Tras su descubrimiento, grupos de ciudadanos aficionados a ver y fotografiar auroras como los que se reúnen en Aurorasaurus trataron de ofrecer alguna explicación a lo que observaban. Una de las propuestas fue que se tratase de un arco de protones. Sin embargo, esa opción fue descartada pronto por los científicos. “Los colores que se ven no corresponden a lo que sería un arco de protones y la intensidad de la luz sería más débil que en este caso”, explica Consuelo Cid, profesora de la Universidad de Alcalá de Henares y experta en este tipo de fenómenos. “Sería extraño que los aficionados hubiesen visto esto, porque antes no lo habían hecho. Las emisiones de un arco de protones quedan ocultas por otras más brillantes”, añade.
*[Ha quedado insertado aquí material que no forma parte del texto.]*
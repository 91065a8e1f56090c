use umya_spreadsheet::{Border, HorizontalAlignmentValues, Style, VerticalAlignmentValues, Worksheet};

use super::merge;
use crate::models::Level;

pub const FMT_QUANTITY: &str = "0.00";
pub const FMT_CURRENCY: &str = "\"R$ \"#,##0.00";
pub const FMT_ACCOUNTING: &str =
    "_(\"R$\"* #,##0.00_);_(\"R$\"* (#,##0.00);_(\"R$\"* \"-\"??_);_(@_)";

pub const FONT_NAME: &str = "Arial";

/// Number of columns the item table spans (A..H).
pub const TABLE_COLUMNS: u32 = 8;

#[derive(Debug, Clone, Copy, PartialEq)]
pub struct LevelStyle {
    /// ARGB fill color.
    pub fill: &'static str,
    pub bold: bool,
    pub size: f64,
}

pub fn level_style(level: Level) -> LevelStyle {
    match level {
        Level::N1 => LevelStyle {
            fill: "FF9BC2E6",
            bold: true,
            size: 11.0,
        },
        Level::N2 => LevelStyle {
            fill: "FFBDD7EE",
            bold: true,
            size: 11.0,
        },
        Level::N3 => LevelStyle {
            fill: "FFDDEBF7",
            bold: true,
            size: 11.0,
        },
        Level::Item => LevelStyle {
            fill: "FFFFFFFF",
            bold: false,
            size: 10.0,
        },
    }
}

fn horizontal_for(col: u32) -> HorizontalAlignmentValues {
    match col {
        4 => HorizontalAlignmentValues::Left,
        8 => HorizontalAlignmentValues::Right,
        _ => HorizontalAlignmentValues::Center,
    }
}

/// Fill, font, thin borders and alignment for columns A..H of a table row.
/// Cells hidden under a merge are left alone.
pub fn apply_level_style(sheet: &mut Worksheet, row: u32, level: Level) {
    let palette = level_style(level);
    for col in 1..=TABLE_COLUMNS {
        if merge::is_covered(sheet, col, row) {
            continue;
        }
        let style = sheet.get_cell_mut((col, row)).get_style_mut();
        style.set_background_color(palette.fill);

        let font = style.get_font_mut();
        font.set_name(FONT_NAME);
        font.set_bold(palette.bold);
        font.set_size(palette.size);

        set_thin_borders(style);

        let alignment = style.get_alignment_mut();
        alignment.set_horizontal(horizontal_for(col));
        alignment.set_vertical(VerticalAlignmentValues::Center);
        alignment.set_wrap_text(col == 4);
    }
}

pub fn set_thin_borders(style: &mut Style) {
    let borders = style.get_borders_mut();
    borders.get_left_mut().set_border_style(Border::BORDER_THIN);
    borders.get_right_mut().set_border_style(Border::BORDER_THIN);
    borders.get_top_mut().set_border_style(Border::BORDER_THIN);
    borders.get_bottom_mut().set_border_style(Border::BORDER_THIN);
}

pub fn set_number_format(style: &mut Style, code: &str) {
    style.get_number_format_mut().set_format_code(code);
}

/// Bold accounting figure, used for subtotals and the footer total chain.
pub fn style_total_cell(style: &mut Style, font_size: Option<f64>) {
    set_number_format(style, FMT_ACCOUNTING);
    let font = style.get_font_mut();
    font.set_bold(true);
    if let Some(size) = font_size {
        font.set_name(FONT_NAME);
        font.set_size(size);
    }
}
A partir de las aportaciones de los fans de las auroras, Eric Donovan, un profesor de astronomía de la Universidad de Calgary, cotejó las imágenes con datos de los satélites Swarm de la Agencia Espacial Europea, una constelación dedicada a analizar el campo magnético terrestre. Eso permitió al investigador canadiense saber que a 300 kilómetros de altitud, la temperatura se incrementaba hasta los 3.000 grados y había una franja de gas de 25 kilómetros de ancho que flotaba hacia el oeste. Así se confirmó que no se trataba de un arco de protones. Ese conocimiento hizo bautizar al fenómeno con un nuevo nombre. Según explicaba el New York Times, la idea fue de Chris Ratzlaff, el fotógrafo que administa el grupo donde se reúnen las imágenes de la nueva aurora. Lo llamarían Steve. El origen, una conversación surrealista de la película de dibujos animados Vecinos invasores en la que un grupo de animales salvajes se encuentra con una fila de arbustos que no acaban de comprender. Un puercoespín comenta que le asustaría mucho menos si supiese cómo llamarlo y una ardilla contesta: “Llamémoslo Steve, es un nombre bonito”.
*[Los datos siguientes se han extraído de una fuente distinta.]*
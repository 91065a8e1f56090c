//! Merged-region bookkeeping. Only the anchor (top-left) cell of a merge
//! accepts values and styles, so every write goes through these helpers first.

use umya_spreadsheet::Worksheet;

/// Column index (1-based) to Excel letters (1→A, 26→Z, 27→AA).
pub fn column_letter(col: u32) -> String {
    let mut n = col.max(1) - 1;
    let mut s = String::new();
    loop {
        let r = (n % 26) as u8;
        s.insert(0, (b'A' + r) as char);
        if n < 26 {
            break;
        }
        n = n / 26 - 1;
    }
    s
}

/// Parse an A1 reference ("$B$12" allowed) into 1-based (col, row).
pub fn parse_cell_ref(reference: &str) -> Option<(u32, u32)> {
    let cleaned: String = reference.chars().filter(|c| *c != '$').collect();
    let split = cleaned.find(|c: char| c.is_ascii_digit())?;
    let (letters, digits) = cleaned.split_at(split);
    if letters.is_empty() || !letters.chars().all(|c| c.is_ascii_alphabetic()) {
        return None;
    }
    let mut col = 0u32;
    for c in letters.chars() {
        col = col * 26 + (c.to_ascii_uppercase() as u32 - 'A' as u32 + 1);
    }
    let row: u32 = digits.parse().ok()?;
    if row == 0 {
        return None;
    }
    Some((col, row))
}

/// Rectangle of a merged region, 1-based and inclusive.
#[derive(Debug, Clone, Copy, PartialEq, Eq)]
pub struct MergeArea {
    pub first_col: u32,
    pub first_row: u32,
    pub last_col: u32,
    pub last_row: u32,
}

impl MergeArea {
    /// Parse "A8:C9" (or a single "A8").
    pub fn parse(range: &str) -> Option<MergeArea> {
        let (start, end) = match range.split_once(':') {
            Some((a, b)) => (a, b),
            None => (range, range),
        };
        let (c0, r0) = parse_cell_ref(start.trim())?;
        let (c1, r1) = parse_cell_ref(end.trim())?;
        Some(MergeArea {
            first_col: c0.min(c1),
            first_row: r0.min(r1),
            last_col: c0.max(c1),
            last_row: r0.max(r1),
        })
    }

    pub fn contains(&self, col: u32, row: u32) -> bool {
        col >= self.first_col && col <= self.last_col && row >= self.first_row && row <= self.last_row
    }

    pub fn anchor(&self) -> (u32, u32) {
        (self.first_col, self.first_row)
    }

    pub fn is_anchor(&self, col: u32, row: u32) -> bool {
        self.anchor() == (col, row)
    }

    pub fn touches_row(&self, row: u32) -> bool {
        row >= self.first_row && row <= self.last_row
    }

    pub fn shifted(&self, row_offset: i64) -> MergeArea {
        let shift = |r: u32| (r as i64 + row_offset).max(1) as u32;
        MergeArea {
            first_row: shift(self.first_row),
            last_row: shift(self.last_row),
            ..*self
        }
    }

    pub fn to_range(&self) -> String {
        format!(
            "{}{}:{}{}",
            column_letter(self.first_col),
            self.first_row,
            column_letter(self.last_col),
            self.last_row
        )
    }
}

pub fn merge_areas(sheet: &Worksheet) -> Vec<MergeArea> {
    sheet
        .get_merge_cells()
        .iter()
        .filter_map(|r| MergeArea::parse(&r.get_range()))
        .collect()
}

pub fn area_containing(sheet: &Worksheet, col: u32, row: u32) -> Option<MergeArea> {
    merge_areas(sheet).into_iter().find(|a| a.contains(col, row))
}

/// Where a write aimed at (col, row) must actually land.
pub fn write_target(sheet: &Worksheet, col: u32, row: u32) -> (u32, u32) {
    area_containing(sheet, col, row)
        .map(|a| a.anchor())
        .unwrap_or((col, row))
}

/// True when (col, row) sits inside a merge without being its anchor.
pub fn is_covered(sheet: &Worksheet, col: u32, row: u32) -> bool {
    area_containing(sheet, col, row)
        .map(|a| !a.is_anchor(col, row))
        .unwrap_or(false)
}

/// Drop every merge satisfying `pred`. Returns how many were removed.
pub fn unmerge_where<F>(sheet: &mut Worksheet, pred: F) -> usize
where
    F: Fn(&MergeArea) -> bool,
{
    let merges = sheet.get_merge_cells_mut();
    let before = merges.len();
    merges.retain(|r| match MergeArea::parse(&r.get_range()) {
        Some(area) => !pred(&area),
        None => true,
    });
    before - merges.len()
}

/// Unmerge any region that overlaps `row`.
pub fn clear_row_merges(sheet: &mut Worksheet, row: u32) -> usize {
    unmerge_where(sheet, |a| a.touches_row(row))
}

/// Unmerge the region covering one cell, if any.
pub fn clear_cell_merge(sheet: &mut Worksheet, col: u32, row: u32) -> usize {
    unmerge_where(sheet, |a| a.contains(col, row))
}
Los investigadores están tratando ahora de encontrar una buena explicación para Steve. “Lo que se ve con el ojo es algo que se lleva muchos años viendo con magnetómetros desde el suelo y si es un nuevo tipo de aurora es porque no es la que se forma normalmente en los polos por el electrojet [la corriente eléctrica que recorre la atmósfera en los polos y genera las auroras]”, apunta Cid, que asegura tener una explicación pero va a tratar de publicarla en una revista científica.

Miguel Herraiz, profesor de la Universidad Complutense de Madrid, señala el detalle de que Steve no ha sido visto desde octubre de 2016 a febrero de 2017, la época más frecuente para las auroras, pese a que ha habido actividad solar. “Las auroras se producen en la interacción entre el viento solar y la parte alta de la atmósfera. Las diferencias en este caso pueden deberse a un cambio en la actividad solar, pero yo creo que la explicación se encuentra más en la segunda parte, en la interacción entre el viento solar, el campo magnético terrestre y la atmósfera”, continúa.

El nuevo hallazgo, a falta de explicación científica oficial, muestra la importancia de la cooperación entre ciudadanos aficionados a la astronomía, capaces de aportar una gran cantidad de imágenes, con los científicos profesionales.